Cloud Native Data Science: Best Practices
by Dr. Phil Winder , CEO
Following the Cloud Native best practices of immutability, automation and provenance will serve you well in a CNDS project. But working with data brings its own subtle challenges around these themes.
Other articles: Strategy | Technology | Best Practices
Provenance
Affirming the provenance of a model is most important when things go wrong. For example, unexpected new data or attacks [1] can cause catastrophic errors in the predictions of live systems. In these situations, we need to be able to fully reconstruct the state of the model at the time the error occurred.
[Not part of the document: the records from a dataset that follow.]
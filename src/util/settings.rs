//! File-backed library settings.
//!
//! A small `settings.json` supplies the host-tunable knobs: the default
//! dictionary URL and the engine's batch size. Missing or corrupt files fall
//! back to defaults, never to an error.

use serde::{Deserialize, Serialize};
use std::path::{Path, PathBuf};

use crate::engine::DEFAULT_BATCH_SIZE;

pub const SETTINGS_FILE_NAME: &str = "settings.json";
pub const CONFIG_DIR_NAME: &str = "wordswap";

/// Library configuration
#[derive(Debug, Clone, Serialize, Deserialize, PartialEq)]
#[serde(rename_all = "camelCase", default)]
pub struct Settings {
    /// Tokens processed per scheduler turn
    pub batch_size: usize,
    /// URL of the default dictionary source, if any
    pub dictionary_url: Option<String>,
}

impl Default for Settings {
    fn default() -> Self {
        Self {
            batch_size: DEFAULT_BATCH_SIZE,
            dictionary_url: None,
        }
    }
}

impl Settings {
    /// Load settings from `path`, falling back to defaults
    ///
    /// Absence is the common case and logs at debug; a file that exists but
    /// fails to parse logs a warning. Neither is an error to the caller.
    pub fn load(path: &Path) -> Self {
        if !path.exists() {
            crate::debug!("No settings file at {:?}, using defaults", path);
            return Self::default();
        }

        let content = match std::fs::read_to_string(path) {
            Ok(content) => content,
            Err(e) => {
                crate::warn!("Failed to read settings {:?}: {}, using defaults", path, e);
                return Self::default();
            }
        };

        match serde_json::from_str(&content) {
            Ok(settings) => settings,
            Err(e) => {
                crate::warn!("Failed to parse settings {:?}: {}, using defaults", path, e);
                Self::default()
            }
        }
    }

    /// Load settings from the platform config dir
    /// ({config_dir}/wordswap/settings.json)
    pub fn load_default() -> Self {
        match Self::default_path() {
            Some(path) => Self::load(&path),
            None => {
                crate::warn!("Config directory not found, using default settings");
                Self::default()
            }
        }
    }

    /// Default settings file location, if the platform exposes a config dir
    pub fn default_path() -> Option<PathBuf> {
        dirs::config_dir().map(|dir| dir.join(CONFIG_DIR_NAME).join(SETTINGS_FILE_NAME))
    }
}

#[cfg(test)]
#[path = "settings_test.rs"]
mod tests;
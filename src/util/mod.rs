//! Shared utilities for the wordswap crate.
//!
//! - `runtime`: async-to-sync bridge for hosts without a Tokio context
//! - `settings`: file-backed library configuration

mod runtime;
mod settings;

pub use runtime::block_on;
pub use settings::Settings;
//! Async-to-sync bridge.
//!
//! The engine's public surface is async because it yields between chunks;
//! synchronous hosts drive it through `block_on`.

/// Block the current thread on a future, with or without an ambient runtime.
///
/// Inside a running Tokio runtime this marks the worker as blocking and
/// drives the future in place; outside one, a throwaway runtime is built for
/// the call.
///
/// # Panics
/// Panics if no runtime exists and one cannot be constructed.
pub fn block_on<F>(future: F) -> F::Output
where
    F: std::future::Future,
{
    match tokio::runtime::Handle::try_current() {
        Ok(handle) => tokio::task::block_in_place(|| handle.block_on(future)),
        Err(_) => tokio::runtime::Runtime::new()
            .expect("failed to build a tokio runtime for a blocking call")
            .block_on(future),
    }
}

#[cfg(test)]
#[path = "runtime_test.rs"]
mod tests;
This can be achieved by snapshotting:
- the model, along with its parameters and hyperparameters,
- the training data,
- the results at the end of training,
- the code that trained and ran the model, and
- by fixing seeds.
When failures do occur it’s really important to make sure you cover the basics first. All failures should be surprising and due to some misunderstanding of the data. For example, there have been reports of Tesla’s parking mode ramming customers garage doors. If it can’t avoid hitting a door, how can people have confidence whilst driving at 70 mph.
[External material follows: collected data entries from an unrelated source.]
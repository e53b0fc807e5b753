// ReplacementService - user-level operations around the engine and store
//
// Implements the boundary policy: every collaborator failure (fetch, parse,
// file I/O) is caught here and converted into a transient notice, leaving the
// current dictionary untouched. The engine itself never fails on valid input.

use std::collections::HashMap;
use std::path::Path;
use std::sync::Arc;

use crate::dictionary::{
    export_to_file, import_file, DictionarySource, DictionaryStore, ExportError, ImportError,
};
use crate::engine::ReplacementEngine;
use crate::events::{
    current_timestamp,
    dictionary_events::DictionaryUpdatedPayload,
    notice_events::{NoticeLevel, NoticePayload},
    DictionaryEventEmitter, NoticeEventEmitter, ReplacementEventEmitter,
};
use crate::util::{block_on, Settings};

/// Map ImportError to a user-facing message
fn import_user_error(error: &ImportError) -> String {
    match error {
        ImportError::UnsupportedFormat(name) => {
            format!("Unsupported file type: {} (use .json or .csv)", name)
        }
        ImportError::Malformed(msg) => format!("Could not parse dictionary: {}", msg),
        ImportError::Io(name, msg) => format!("Could not read {}: {}", name, msg),
    }
}

/// Map ExportError to a user-facing message
fn export_user_error(error: &ExportError) -> String {
    match error {
        ExportError::Serialize(msg) => format!("Could not serialize dictionary: {}", msg),
        ExportError::Io(name, msg) => format!("Could not write {}: {}", name, msg),
    }
}

/// Service tying the store, engine, and emitters together
///
/// Hosts construct one service per application, implement the emitter traits
/// for their UI layer, and call the operations below. Replacement jobs run
/// against the shared store; a dictionary reload during a job follows the
/// engine's per-chunk read semantics.
pub struct ReplacementService<R, N>
where
    R: ReplacementEventEmitter + 'static,
    N: NoticeEventEmitter + DictionaryEventEmitter + 'static,
{
    store: Arc<DictionaryStore>,
    engine: ReplacementEngine,
    replacement_emitter: Arc<R>,
    notice_emitter: Arc<N>,
    source: Option<DictionarySource>,
}

impl<R, N> ReplacementService<R, N>
where
    R: ReplacementEventEmitter + Send + Sync + 'static,
    N: NoticeEventEmitter + DictionaryEventEmitter + Send + Sync + 'static,
{
    /// Create a service over the given store and emitters
    pub fn new(
        store: Arc<DictionaryStore>,
        replacement_emitter: Arc<R>,
        notice_emitter: Arc<N>,
    ) -> Self {
        let engine = ReplacementEngine::new(Arc::clone(&store));
        Self {
            store,
            engine,
            replacement_emitter,
            notice_emitter,
            source: None,
        }
    }

    /// Add a default dictionary source (builder pattern)
    pub fn with_source(mut self, source: DictionarySource) -> Self {
        self.source = Some(source);
        self
    }

    /// Set the engine's tokens-per-chunk size (builder pattern)
    pub fn with_batch_size(mut self, batch_size: usize) -> Self {
        self.engine = self.engine.with_batch_size(batch_size);
        self
    }

    /// Pin the mapping for the duration of each job (builder pattern)
    pub fn with_mapping_snapshot(mut self, snapshot: bool) -> Self {
        self.engine = self.engine.with_mapping_snapshot(snapshot);
        self
    }

    /// Apply file-backed settings: batch size and default source URL
    /// (builder pattern)
    pub fn with_settings(mut self, settings: &Settings) -> Self {
        self.engine = self.engine.with_batch_size(settings.batch_size);
        if let Some(url) = &settings.dictionary_url {
            match DictionarySource::with_default_cache_path(url.clone()) {
                Ok(source) => self.source = Some(source),
                Err(e) => {
                    crate::warn!("Cannot cache default dictionary: {}", e);
                }
            }
        }
        self
    }

    /// Shared dictionary store backing this service
    pub fn store(&self) -> &Arc<DictionaryStore> {
        &self.store
    }

    /// Run a replacement job over `text`
    ///
    /// Empty input is a user notice, not an error: the result is empty and
    /// no replacement events fire.
    pub async fn replace_document(&self, text: &str) -> String {
        if text.is_empty() {
            self.notify(NoticeLevel::Info, "Nothing to replace: the document is empty");
            return String::new();
        }
        self.engine
            .replace(text, self.replacement_emitter.as_ref())
            .await
    }

    /// Synchronous driver for hosts without an async context
    pub fn replace_document_blocking(&self, text: &str) -> String {
        block_on(self.replace_document(text))
    }

    /// Replace the active mapping programmatically
    pub fn load_mapping(&self, mapping: HashMap<String, String>) -> usize {
        let count = self.store.load(mapping);
        self.notice_emitter
            .emit_dictionary_updated(DictionaryUpdatedPayload {
                action: "load".to_string(),
                entry_count: count,
            });
        crate::info!("Dictionary loaded: {} entries", count);
        count
    }

    /// Import a dictionary file (.json or .csv), replacing the mapping
    ///
    /// On any failure the current dictionary is left untouched and the
    /// failure surfaces as an error notice.
    pub fn import_dictionary(&self, path: &Path) -> Result<usize, ImportError> {
        match import_file(path) {
            Ok(mapping) => {
                let count = self.store.load(mapping);
                self.notice_emitter
                    .emit_dictionary_updated(DictionaryUpdatedPayload {
                        action: "import".to_string(),
                        entry_count: count,
                    });
                self.notify(
                    NoticeLevel::Success,
                    format!("Imported {} dictionary entries", count),
                );
                crate::info!("Dictionary imported from {:?}: {} entries", path, count);
                Ok(count)
            }
            Err(e) => {
                crate::warn!("Dictionary import from {:?} failed: {}", path, e);
                self.notify(NoticeLevel::Error, import_user_error(&e));
                Err(e)
            }
        }
    }

    /// Export the active mapping as pretty-printed JSON
    pub fn export_dictionary(&self, path: &Path) -> Result<(), ExportError> {
        match export_to_file(path, &self.store.entries()) {
            Ok(()) => {
                self.notify(
                    NoticeLevel::Success,
                    format!("Exported {} dictionary entries", self.store.len()),
                );
                crate::info!("Dictionary exported to {:?}", path);
                Ok(())
            }
            Err(e) => {
                crate::warn!("Dictionary export to {:?} failed: {}", path, e);
                self.notify(NoticeLevel::Error, export_user_error(&e));
                Err(e)
            }
        }
    }

    /// Load the default mapping from the configured source
    ///
    /// Source trouble is non-fatal by design: the store ends up with
    /// whatever the source could provide, possibly the empty mapping, and
    /// the only trace of a failure is a log line.
    pub async fn load_default_dictionary(&self) -> usize {
        let mapping = match &self.source {
            Some(source) => source.load_mapping().await,
            None => {
                crate::debug!("No default dictionary source configured");
                HashMap::new()
            }
        };
        let count = self.store.load(mapping);
        self.notice_emitter
            .emit_dictionary_updated(DictionaryUpdatedPayload {
                action: "load".to_string(),
                entry_count: count,
            });
        count
    }

    fn notify(&self, level: NoticeLevel, message: impl Into<String>) {
        self.notice_emitter.emit_notice(NoticePayload {
            level,
            message: message.into(),
            timestamp: current_timestamp(),
        });
    }
}

#[cfg(test)]
mod tests {
    use super::*;
    use crate::events::tests::{MockNoticeEmitter, MockReplacementEmitter};
    use tempfile::TempDir;

    fn make_service() -> (
        ReplacementService<MockReplacementEmitter, MockNoticeEmitter>,
        Arc<MockReplacementEmitter>,
        Arc<MockNoticeEmitter>,
    ) {
        let store = Arc::new(DictionaryStore::new());
        let replacement_emitter = Arc::new(MockReplacementEmitter::new());
        let notice_emitter = Arc::new(MockNoticeEmitter::new());
        let service = ReplacementService::new(
            store,
            Arc::clone(&replacement_emitter),
            Arc::clone(&notice_emitter),
        );
        (service, replacement_emitter, notice_emitter)
    }

    #[tokio::test]
    async fn test_replace_document_uses_loaded_mapping() {
        let (service, _, _) = make_service();
        let mut mapping = HashMap::new();
        mapping.insert("hello".to_string(), "allo".to_string());
        service.load_mapping(mapping);

        let result = service.replace_document("hello, world!").await;
        assert_eq!(result, "allo, world!");
    }

    #[tokio::test]
    async fn test_empty_document_posts_info_notice() {
        let (service, replacement_emitter, notice_emitter) = make_service();

        let result = service.replace_document("").await;

        assert_eq!(result, "");
        let notices = notice_emitter.recorded_notices();
        assert_eq!(notices.len(), 1);
        assert_eq!(notices[0].level, NoticeLevel::Info);
        // The engine never ran, so no progress was reported
        assert!(replacement_emitter.recorded_percents().is_empty());
    }

    #[test]
    fn test_replace_document_blocking_matches_async() {
        let (service, _, _) = make_service();
        let mut mapping = HashMap::new();
        mapping.insert("a".to_string(), "b".to_string());
        service.load_mapping(mapping);

        assert_eq!(service.replace_document_blocking("a a"), "b b");
    }

    #[test]
    fn test_import_json_replaces_mapping_and_posts_success() {
        let (service, _, notice_emitter) = make_service();
        let temp_dir = TempDir::new().unwrap();
        let path = temp_dir.path().join("dict.json");
        std::fs::write(&path, r#"{"hello": "allo", "bye": "ciao"}"#).unwrap();

        let count = service.import_dictionary(&path).unwrap();

        assert_eq!(count, 2);
        assert_eq!(service.store().lookup("bye"), Some("ciao".to_string()));
        let notices = notice_emitter.recorded_notices();
        assert_eq!(notices.len(), 1);
        assert_eq!(notices[0].level, NoticeLevel::Success);
    }

    #[test]
    fn test_import_csv_replaces_mapping() {
        let (service, _, _) = make_service();
        let temp_dir = TempDir::new().unwrap();
        let path = temp_dir.path().join("dict.csv");
        std::fs::write(&path, "hello,allo\nbye,ciao\n").unwrap();

        let count = service.import_dictionary(&path).unwrap();
        assert_eq!(count, 2);
        assert_eq!(service.store().lookup("hello"), Some("allo".to_string()));
    }

    #[test]
    fn test_failed_import_leaves_dictionary_untouched() {
        let (service, _, notice_emitter) = make_service();
        let mut mapping = HashMap::new();
        mapping.insert("keep".to_string(), "me".to_string());
        service.load_mapping(mapping);

        let temp_dir = TempDir::new().unwrap();
        let path = temp_dir.path().join("broken.json");
        std::fs::write(&path, "{not json").unwrap();

        let result = service.import_dictionary(&path);

        assert!(matches!(result, Err(ImportError::Malformed(_))));
        assert_eq!(service.store().lookup("keep"), Some("me".to_string()));
        // load_mapping emits a dictionary event, not a notice, so the only
        // notice on record is the import failure
        let notices = notice_emitter.recorded_notices();
        assert_eq!(notices.len(), 1);
        assert_eq!(notices[0].level, NoticeLevel::Error);
    }

    #[test]
    fn test_unsupported_extension_is_rejected_without_mutation() {
        let (service, _, notice_emitter) = make_service();
        let temp_dir = TempDir::new().unwrap();
        let path = temp_dir.path().join("dict.txt");
        std::fs::write(&path, "hello,allo").unwrap();

        let result = service.import_dictionary(&path);

        assert!(matches!(result, Err(ImportError::UnsupportedFormat(_))));
        assert!(service.store().is_empty());
        assert_eq!(notice_emitter.recorded_notices()[0].level, NoticeLevel::Error);
    }

    #[test]
    fn test_export_then_import_round_trips() {
        let (service, _, _) = make_service();
        let mut mapping = HashMap::new();
        mapping.insert("a".to_string(), "b".to_string());
        mapping.insert("c,d".to_string(), "e".to_string());
        service.load_mapping(mapping);

        let temp_dir = TempDir::new().unwrap();
        let path = temp_dir.path().join("export.json");
        service.export_dictionary(&path).unwrap();

        service.load_mapping(HashMap::new());
        assert!(service.store().is_empty());

        let count = service.import_dictionary(&path).unwrap();
        assert_eq!(count, 2);
        assert_eq!(service.store().lookup("c,d"), Some("e".to_string()));
    }

    #[tokio::test]
    async fn test_load_default_without_source_yields_empty_mapping() {
        let (service, _, _) = make_service();
        let count = service.load_default_dictionary().await;
        assert_eq!(count, 0);
        assert!(service.store().is_empty());
    }

    #[tokio::test]
    async fn test_replacement_events_flow_through_service() {
        use std::sync::atomic::Ordering;

        let (service, replacement_emitter, _) = make_service();
        let service = service.with_batch_size(2);

        service.replace_document("one two three").await;

        assert!(replacement_emitter.started.load(Ordering::SeqCst));
        assert!(replacement_emitter.completed.load(Ordering::SeqCst));
        let percents = replacement_emitter.recorded_percents();
        assert_eq!(*percents.last().unwrap(), 100);
    }

    #[test]
    fn test_with_settings_applies_batch_size() {
        let (service, _, _) = make_service();
        let settings = Settings {
            batch_size: 7,
            dictionary_url: None,
        };
        let service = service.with_settings(&settings);
        assert_eq!(service.engine.batch_size(), 7);
    }
}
When failures do occur, make sure they don’t happen again. Always inspect the largest failures and ensure automated tests are up to scratch. Retrain the model if necessary. If online and offline results are different, then you have a bug. If it makes sense, add the data to a regression test set to make sure it never happens again. And finally, keep raising the baseline; people don’t accept a decrease in performance unless it’s for a very good reason.
Automation
Automation is a central tenet of being Cloud Native. Models are updated often throughout early development. Automated delivery pipelines to ensure quality are vital. Making it easy to push new developments into production is important to reduce the friction and the feedback cycle.
Jupyter Notebooks [2], a common method of communicating research in the Data Science community, are not to be used in production code, testing or within pipelines. Production code needs the rigours of dedicated Software Engineering. Dedicated graph-based pipeline tools like Luigi [3] are helpful here.
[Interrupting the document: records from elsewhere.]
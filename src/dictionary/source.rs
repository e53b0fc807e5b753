// Default dictionary source - HTTP fetch with a cache-backed fallback
//
// A successful fetch is cached on disk, so later loads (and offline starts)
// can reuse it. Every failure mode collapses to an empty mapping: the store
// then runs in pass-through mode instead of surfacing an error.

use crate::{debug, info, warn};
use std::collections::HashMap;
use std::path::PathBuf;

use super::format;

pub const APP_DIR_NAME: &str = "wordswap";
pub const CACHE_FILE_NAME: &str = "default-dictionary.json";

/// Error types for default-source operations
#[derive(Debug, Clone, PartialEq, thiserror::Error)]
pub enum SourceError {
    /// App data directory not found
    #[error("App data directory not found")]
    DataDirNotFound,
    /// Network error during fetch
    #[error("Network error: {0}")]
    Network(String),
    /// File I/O error
    #[error("I/O error: {0}")]
    Io(String),
    /// Fetched body is not a JSON object with string values
    #[error("Malformed dictionary body: {0}")]
    Malformed(String),
}

/// Fetches the seed mapping from a configured URL, caching it locally
pub struct DictionarySource {
    url: String,
    cache_path: PathBuf,
}

impl DictionarySource {
    /// Create a source with an explicit cache location
    pub fn new(url: impl Into<String>, cache_path: PathBuf) -> Self {
        Self {
            url: url.into(),
            cache_path,
        }
    }

    /// Create a source caching under {app_data_dir}/wordswap/
    pub fn with_default_cache_path(url: impl Into<String>) -> Result<Self, SourceError> {
        let data_dir = dirs::data_dir().ok_or(SourceError::DataDirNotFound)?;
        let cache_path = data_dir.join(APP_DIR_NAME).join(CACHE_FILE_NAME);
        Ok(Self::new(url, cache_path))
    }

    /// URL this source fetches from
    pub fn url(&self) -> &str {
        &self.url
    }

    /// Obtain the default mapping: fetch, else cache, else empty
    ///
    /// Never fails; a fetch problem downgrades to the cached copy, and a
    /// missing cache downgrades to the empty mapping (pass-through mode).
    pub async fn load_mapping(&self) -> HashMap<String, String> {
        match self.fetch_and_cache().await {
            Ok(mapping) => mapping,
            Err(e) => {
                warn!("Default dictionary fetch failed: {}", e);
                match self.load_cached() {
                    Ok(mapping) => {
                        info!(
                            "Using cached default dictionary ({} entries) from {:?}",
                            mapping.len(),
                            self.cache_path
                        );
                        mapping
                    }
                    Err(cache_err) => {
                        debug!("No usable dictionary cache: {}", cache_err);
                        info!("Starting with an empty dictionary (pass-through mode)");
                        HashMap::new()
                    }
                }
            }
        }
    }

    /// Fetch the mapping from the URL and atomically refresh the cache file
    async fn fetch_and_cache(&self) -> Result<HashMap<String, String>, SourceError> {
        use futures_util::StreamExt;
        use tokio::io::AsyncWriteExt;
        use uuid::Uuid;

        debug!("Fetching default dictionary from {}", self.url);

        let response = reqwest::get(&self.url)
            .await
            .map_err(|e| SourceError::Network(e.to_string()))?;

        if !response.status().is_success() {
            return Err(SourceError::Network(format!(
                "HTTP error: {}",
                response.status()
            )));
        }

        let cache_dir = match self.cache_path.parent() {
            Some(parent) => parent.to_path_buf(),
            None => return Err(SourceError::DataDirNotFound),
        };
        std::fs::create_dir_all(&cache_dir).map_err(|e| SourceError::Io(e.to_string()))?;

        // Stream the body to a uniquely named temp file next to the cache
        let temp_path = cache_dir.join(format!(".{}-{}", CACHE_FILE_NAME, Uuid::new_v4()));
        let mut file = tokio::fs::File::create(&temp_path)
            .await
            .map_err(|e| SourceError::Io(e.to_string()))?;

        let mut stream = response.bytes_stream();
        while let Some(chunk) = stream.next().await {
            let chunk = match chunk {
                Ok(c) => c,
                Err(e) => {
                    let _ = std::fs::remove_file(&temp_path);
                    return Err(SourceError::Network(e.to_string()));
                }
            };
            if let Err(e) = file.write_all(&chunk).await {
                let _ = std::fs::remove_file(&temp_path);
                return Err(SourceError::Io(e.to_string()));
            }
        }
        if let Err(e) = file.flush().await {
            let _ = std::fs::remove_file(&temp_path);
            return Err(SourceError::Io(e.to_string()));
        }
        drop(file);

        // Validate the body before promoting it to the cache
        let content = match std::fs::read_to_string(&temp_path) {
            Ok(content) => content,
            Err(e) => {
                let _ = std::fs::remove_file(&temp_path);
                return Err(SourceError::Io(e.to_string()));
            }
        };
        let mapping = match format::parse_json_mapping(&content) {
            Ok(mapping) => mapping,
            Err(e) => {
                let _ = std::fs::remove_file(&temp_path);
                return Err(SourceError::Malformed(e.to_string()));
            }
        };

        if let Err(e) = std::fs::rename(&temp_path, &self.cache_path) {
            let _ = std::fs::remove_file(&temp_path);
            return Err(SourceError::Io(e.to_string()));
        }

        info!(
            "Fetched default dictionary ({} entries), cached at {:?}",
            mapping.len(),
            self.cache_path
        );
        Ok(mapping)
    }

    /// Read and parse the cached copy of the default dictionary
    fn load_cached(&self) -> Result<HashMap<String, String>, SourceError> {
        if !self.cache_path.exists() {
            return Err(SourceError::Io("cache file does not exist".to_string()));
        }
        let content = std::fs::read_to_string(&self.cache_path)
            .map_err(|e| SourceError::Io(e.to_string()))?;
        format::parse_json_mapping(&content).map_err(|e| SourceError::Malformed(e.to_string()))
    }
}

#[cfg(test)]
#[path = "source_test.rs"]
mod tests;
People shouldn’t be spending time repeatedly writing boilerplate to read from different data sources. Invest effort to create abstractions of your data sources and give engineers easy access to data over APIs. Furthermore, your feature extractors shouldn’t care where data is coming from; this will make it easier to add new data sources and reuse code.
Rapid and clear feedback is vital for gaining confidence in a model and a product. Switching between environments or data should be avoided (e.g. throwing models over a “wall” to software engineers are a sure way to introduce subtle bugs that fail silently). Ideally, the exact same code should be used on and offline to be confident that offline results should match online. And again, monitoring is often the first and last line of defence.
Finally, deployment of models can be particularly tricky, since you can never be 100% happy that a model is working as expected. Once adequate monitoring has been implemented, you can feed this information back into the deployment pipeline. For example, a simple but efficient strategy is to shadow the new model against a model in production. Once you have enough data over enough time to prove your model is working, you can manually switch it over. You can also run multiple models in this way to compare performance. This is known as the champion-challenger approach. The model with the best production performance is moved to the front. Other standard deployment strategies like A/B testing, blue-green, etc. also apply here. But make sure your monitoring is up to scratch first.
Series Conclusion
In this series we talked about strategy, technology and best practices. Developing a Cloud Native strategy, focused towards data science, can have profound effects on a business or a product. There can be speed bumps, both with the product direction and team organisation, but the result is reliable, flexible products that will help you compete.
The important early technology choices are, unsurprisingly, focused on the data. You must consider the type of data you will be gathering and the use case that you are trying to fulfil. Non-functional requirements are also very helpful. An incorrect choice can often mean throwing away significant amounts of work.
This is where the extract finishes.